What’s Really Behind Your Most Stuck Clients

You’ve been coaching long enough to recognize the pattern.

A client arrives with a clear presenting challenge — a leadership transition, a performance plateau, a team in disarray. You do the work together. The goals are set, the strategies are sound, the insights are genuine. And then, weeks or months in, something invisible reasserts itself. The progress stalls. The same themes resurface in different clothes.

Most coaches, at some point, have wondered: Is this me? Is this them? Or is something else going on entirely?

More often than not, it’s the third option.

A Gap in the Coaching Conversation

Betrayal doesn’t get much airtime in coaching training programs. It tends to live in the territory we assign to therapy — something we refer out, step around, or quietly hope won’t come up in a session about leadership development or business growth.

But it comes up. Constantly.

It shows up in the executive who can’t rebuild trust with her team after a restructuring that left people feeling blindsided. In the entrepreneur who hits a certain level of success and then inexplicably pulls back. In the high performer who carries a quiet wariness into every new professional relationship — a wariness he can’t fully explain and that no amount of mindset work seems to touch.

What research has found is that betrayal is a distinct type of experience — one that doesn’t resolve through the same pathways as other forms of stress, loss, or adversity. When it goes unhealed, it produces a specific and measurable set of symptoms that affect physical health, mental clarity, emotional regulation, and the capacity to trust — including the capacity to lead.

This cluster of symptoms have been identified in research conducted across more than 100,000 people in over 50 countries. Together, it’s called Post Betrayal Syndrome®, and it’s far more common in the clients sitting across from coaches than most people realize.

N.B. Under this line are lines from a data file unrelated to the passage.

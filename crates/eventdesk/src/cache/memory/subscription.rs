//! Subscriptions to query cache notifications.

use std::fmt;
use std::sync::{Arc, Mutex};

use tokio::sync::broadcast::{self, error::RecvError};

use eventdesk_core::cache::{QueryEvent, QueryKey};

use super::cache::{lock, Store};

/// Guard returned by [`QueryCache::subscribe`](super::QueryCache::subscribe).
///
/// While it lives the entry counts as observed and is never garbage
/// collected. Dropping it releases the entry.
pub struct Subscription {
    key: QueryKey,
    store: Arc<Mutex<Store>>,
    events: broadcast::Receiver<QueryEvent>,
}

impl Subscription {
    pub(super) fn new(
        key: QueryKey,
        store: Arc<Mutex<Store>>,
        events: broadcast::Receiver<QueryEvent>,
    ) -> Self {
        Self { key, store, events }
    }

    pub fn key(&self) -> &QueryKey {
        &self.key
    }

    /// Waits for the next event on this key. Returns `None` once the cache
    /// has been dropped.
    pub async fn recv(&mut self) -> Option<QueryEvent> {
        loop {
            match self.events.recv().await {
                Ok(event) if event.key == self.key => return Some(event),
                Ok(_) => continue,
                Err(RecvError::Lagged(skipped)) => {
                    tracing::trace!(key = %self.key, skipped, "Subscription lagged");
                }
                Err(RecvError::Closed) => return None,
            }
        }
    }
}

impl Drop for Subscription {
    fn drop(&mut self) {
        lock(&self.store).release(&self.key);
    }
}

impl fmt::Debug for Subscription {
    fn fmt(&self, f: &mut fmt::Formatter<'_>) -> fmt::Result {
        f.debug_struct("Subscription").field("key", &self.key).finish()
    }
}
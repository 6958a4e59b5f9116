//! In-memory query cache.
//!
//! Provides a key-addressed cache with request de-duplication and
//! broadcast notifications for a single process.

mod cache;
mod subscription;

pub use cache::QueryCache;
pub use subscription::Subscription;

This Isn’t About Adding Therapy to Your Practice

Understanding how unhealed betrayal affects human performance doesn’t require coaches to become therapists, or to take on clinical work outside their scope. What it does is give coaches a more complete picture of what they’re working with.

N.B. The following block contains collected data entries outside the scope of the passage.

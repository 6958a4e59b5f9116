//! Shared fixtures for service tests.

use std::sync::Arc;

use async_trait::async_trait;
use serde_json::Value;

use eventdesk_core::cache::QueryOptions;
use eventdesk_core::content::ResourceKind;
use eventdesk_core::provider::{
    ContentSource, EntryCollection, EntryQuery, ProviderError, Result,
};

use super::ServiceContext;
use crate::cache::QueryCache;
use crate::provider::InMemoryProvider;

/// Context reading from and writing to the same in-memory provider.
pub(crate) fn context(provider: &InMemoryProvider) -> ServiceContext {
    let provider = Arc::new(provider.clone());
    ServiceContext::new(
        provider.clone(),
        provider,
        QueryCache::new(QueryOptions::default()),
    )
}

/// Context whose reads only see published entries, like the delivery API.
pub(crate) fn delivery_context(provider: &InMemoryProvider) -> ServiceContext {
    ServiceContext::new(
        Arc::new(PublishedOnly(provider.clone())),
        Arc::new(provider.clone()),
        QueryCache::new(QueryOptions::default()),
    )
}

/// Source that hides drafts from an in-memory provider.
pub(crate) struct PublishedOnly(pub(crate) InMemoryProvider);

fn is_published(entry: &Value) -> bool {
    entry
        .pointer("/sys/publishedVersion")
        .is_some_and(|version| !version.is_null())
}

#[async_trait]
impl ContentSource for PublishedOnly {
    async fn entries(&self, query: &EntryQuery) -> Result<EntryCollection> {
        let mut collection = self.0.entries(query).await?;
        collection.items.retain(is_published);
        collection.total = collection.items.len() as u32;
        Ok(collection)
    }

    async fn entry(&self, kind: ResourceKind, id: &str) -> Result<Value> {
        let entry = self.0.entry(kind, id).await?;
        if is_published(&entry) {
            Ok(entry)
        } else {
            Err(ProviderError::not_found(kind, id))
        }
    }
}

/// Source whose every read fails with a transport error.
pub(crate) struct FailingSource;

#[async_trait]
impl ContentSource for FailingSource {
    async fn entries(&self, _query: &EntryQuery) -> Result<EntryCollection> {
        Err(ProviderError::Transport("connection refused".to_string()))
    }

    async fn entry(&self, _kind: ResourceKind, _id: &str) -> Result<Value> {
        Err(ProviderError::Transport("connection refused".to_string()))
    }
}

When you can recognize the signs — the hypervigilance, the stalled momentum, the inability to sustain trust even when someone genuinely wants to — you stop pushing harder against something that requires a different approach. You become more accurate, and therefore more useful.

That shift alone changes the quality of the coaching.

A Framework That Travels Well

The Five Stages of Betrayal Recovery™ emerged from doctoral research as a universal pathway — something that appears to hold across different types of betrayal, different life contexts, different cultures. It gives coaches and clients a shared map of where someone actually is in their recovery, not just where they want to be or where they think they should be by now.

That kind of specificity matters in coaching. It’s the difference between generic encouragement and genuinely meeting someone where they are.

Coaches who have integrated this framework into their work describe it less as an add-on and more as a missing lens — one that makes sense of things they’d been observing for years without having language for.

For Coaches Who Ask the Harder Questions

There’s a particular kind of coach this body of work tends to attract: one who takes their craft seriously enough to stay curious about the cases that don’t follow the expected arc. Who sits with the discomfort of not knowing rather than defaulting to a technique that looks productive but isn’t landing.

If you work with leaders, executives, entrepreneurs, or high performers — and you’ve noticed that some of your most capable clients are held back by something that skill-building and strategy don’t seem to touch — it may be worth understanding this piece of the picture.

Not because it solves everything. But because it explains a lot.